Il n’y a jamais eu autant de fuites de données personnelles sur internet que depuis les 24 derniers mois. En tant qu’expert de la sécurité des emails, nous, éditeurs, sommes le réceptacle de ce flux de données que nous retrouvons ensuite dans des campagnes de phishing ou de spear-phishing.
En parallèle, et durant cette même période, le caractère « cyber géopolitique » a changé.
Les États Nations annoncent maintenant publiquement qu’ils n’appliquent plus uniquement une stratégie défensive dans le cyberespace. L’État français a notamment annoncé par le biais de la Ministre de la Défense, Florence Parly, qu’il intègre désormais une doctrine cyber offensive au travers de la Direction Générale de l’Armement et du Commandement cyber au même titre que pour les armes conventionnelles.
Toutes les fuites de données n’ont donc pas la même incidence sur les victimes.
Depuis quelques mois, nous voyons se multiplier des fuites de données personnelles pouvant être utilisées ici à des fins de chantage. En se basant sur des fuites de données très sensibles - que nous appelerons fuites de données de la honte ou Shaming Data Leaks – les cyber maitres chanteurs ont de fortes chances d’aboutir à leurs fins. Voici quelques exemples des différents types de menaces se diffusant actuellement sur les réseaux, et dont les victimes n’oseront probablement jamais parler…
Le terme de « sextortion » n’est pas nouveau. Contraction des mots « sexe » et « extorsion », ce chantage par email aurait ciblé plus de 700 millions de boîtes email dans le monde depuis sa création. Comment cela fonctionne-t-il ?
Toujours actif, cet email a pour but de contraindre une victime à payer une rançon en bitcoin sans quoi, le pirate diffusera à son carnet d’adresses les preuves de sa consultation de sites pour adulte. En un mot, il menace de briser le statut social de sa victime…

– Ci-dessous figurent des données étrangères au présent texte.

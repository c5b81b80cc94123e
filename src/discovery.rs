use std::{sync::Arc, time::Duration};

use async_trait::async_trait;
use serde::{Deserialize, Serialize};
use tracing::{debug, info};

use crate::{
    error::{PadError, Result},
    types::DiscoveredDevice,
};

/// Passive scan capability consumed by the resolver
///
/// Supplied by an external discovery adapter; padlink only filters and
/// sequences its results.
#[async_trait]
pub trait DeviceScanner: Send + Sync {
    /// Run a bounded passive scan, optionally authenticating with `token`
    ///
    /// # Errors
    ///
    /// Returns a transport error when the scan itself fails.
    async fn scan(&self, timeout: Duration, token: Option<&str>) -> Result<Vec<DiscoveredDevice>>;
}

/// Structured result of a user-facing discovery request
#[derive(Debug, Clone, PartialEq, Eq, Serialize, Deserialize)]
pub struct DiscoveryOutcome {
    /// Whether the scan ran and produced a (possibly empty) device list
    pub ok: bool,
    /// Compatible devices visible during the scan window
    pub devices: Vec<DiscoveredDevice>,
    /// Failure detail when `ok` is false
    pub error: Option<String>,
}

impl DiscoveryOutcome {
    /// Successful outcome wrapping a filtered device list
    #[must_use]
    pub const fn success(devices: Vec<DiscoveredDevice>) -> Self {
        Self {
            ok: true,
            devices,
            error: None,
        }
    }

    /// Failed outcome carrying the error text
    #[must_use]
    pub fn failure(error: &PadError) -> Self {
        Self {
            ok: false,
            devices: Vec::new(),
            error: Some(error.to_string()),
        }
    }
}

/// Resolves device identifiers to network addresses via passive scanning
///
/// Used by the supervisor when no explicit address is configured, and by the
/// engine's user-facing device listing.
pub struct DiscoveryResolver {
    scanner: Arc<dyn DeviceScanner>,
}

impl DiscoveryResolver {
    /// Create a resolver over a scan capability
    #[must_use]
    pub fn new(scanner: Arc<dyn DeviceScanner>) -> Self {
        Self { scanner }
    }

    /// Resolve a device identifier to a network address
    ///
    /// Runs a bounded scan, keeps compatible models only, and returns the
    /// first entry whose identifier matches `device_id` case-insensitively.
    /// `Ok(None)` means the scan ran but nothing matched.
    ///
    /// # Errors
    ///
    /// Returns the scanner's transport error when the scan fails.
    pub async fn resolve(
        &self,
        device_id: &str,
        token: &str,
        timeout: Duration,
    ) -> Result<Option<String>> {
        let wanted = device_id.to_lowercase();
        let devices = self.compatible_devices(token, timeout).await?;

        let resolved = devices
            .into_iter()
            .find(|device| device.device_id.to_lowercase() == wanted)
            .map(|device| device.address);

        match &resolved {
            Some(address) => info!("Resolved device {} to {}", device_id, address),
            None => debug!("Device {} not visible during scan window", device_id),
        }

        Ok(resolved)
    }

    /// List all compatible devices visible during the scan window
    ///
    /// Independent of any specific target identifier; intended for
    /// user-facing device selection.
    ///
    /// # Errors
    ///
    /// Returns [`PadError::TokenRequired`] for an empty token without
    /// invoking the scanner, or the scanner's transport error when the scan
    /// fails.
    pub async fn discover_all(
        &self,
        token: &str,
        timeout: Duration,
    ) -> Result<Vec<DiscoveredDevice>> {
        if token.trim().is_empty() {
            return Err(PadError::TokenRequired);
        }
        self.compatible_devices(token, timeout).await
    }

    /// Run [`discover_all`](Self::discover_all) and fold the result into a
    /// structured outcome that never propagates a fault to the caller
    pub async fn discover_outcome(&self, token: &str, timeout: Duration) -> DiscoveryOutcome {
        match self.discover_all(token, timeout).await {
            Ok(devices) => {
                info!("Discovery found {} compatible device(s)", devices.len());
                DiscoveryOutcome::success(devices)
            }
            Err(err) => DiscoveryOutcome::failure(&err),
        }
    }

    async fn compatible_devices(
        &self,
        token: &str,
        timeout: Duration,
    ) -> Result<Vec<DiscoveredDevice>> {
        let found = self.scanner.scan(timeout, Some(token)).await?;
        Ok(found
            .into_iter()
            .filter(DiscoveredDevice::is_compatible)
            .collect())
    }
}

Dans le cadre du sextortion, le pirate a simplement trouvé l'email de la victime parmi le milliard de données fuitant chaque année sur internet, c'est ici, la peur de l’éventuelle preuve qui fait payer les victimes. Comme dans la plupart des cas, une sensibilisation de l’utilisateur aurait permis de réduire l’impact d’une telle attaque.
Selon différentes sources (dont Cofense) les campagnes email de type « sextortion » auraient généré depuis sa création, plus de 1200 victimes pour un préjudice d’1,6M d’euros !
Il est très surprenant de voir qu’un email basé sur aucune preuve tangible arrive à générer autant d’argent.
Mais qu’en sera-t-il en 2019/2020 avec les « Shameful Data Leak » ?
Les « Shameful Data Leak sont un phénomène à prendre très au sérieux pour les entreprises. La consommation de l’Internet a changé, ses utilisateurs aussi. Depuis quelques mois, nous observons un nombre grandissant de fuites de données ciblant les sites pour adulte, sites de rencontres en ligne et même un site de mise en relation avec des prostituées en Hollande.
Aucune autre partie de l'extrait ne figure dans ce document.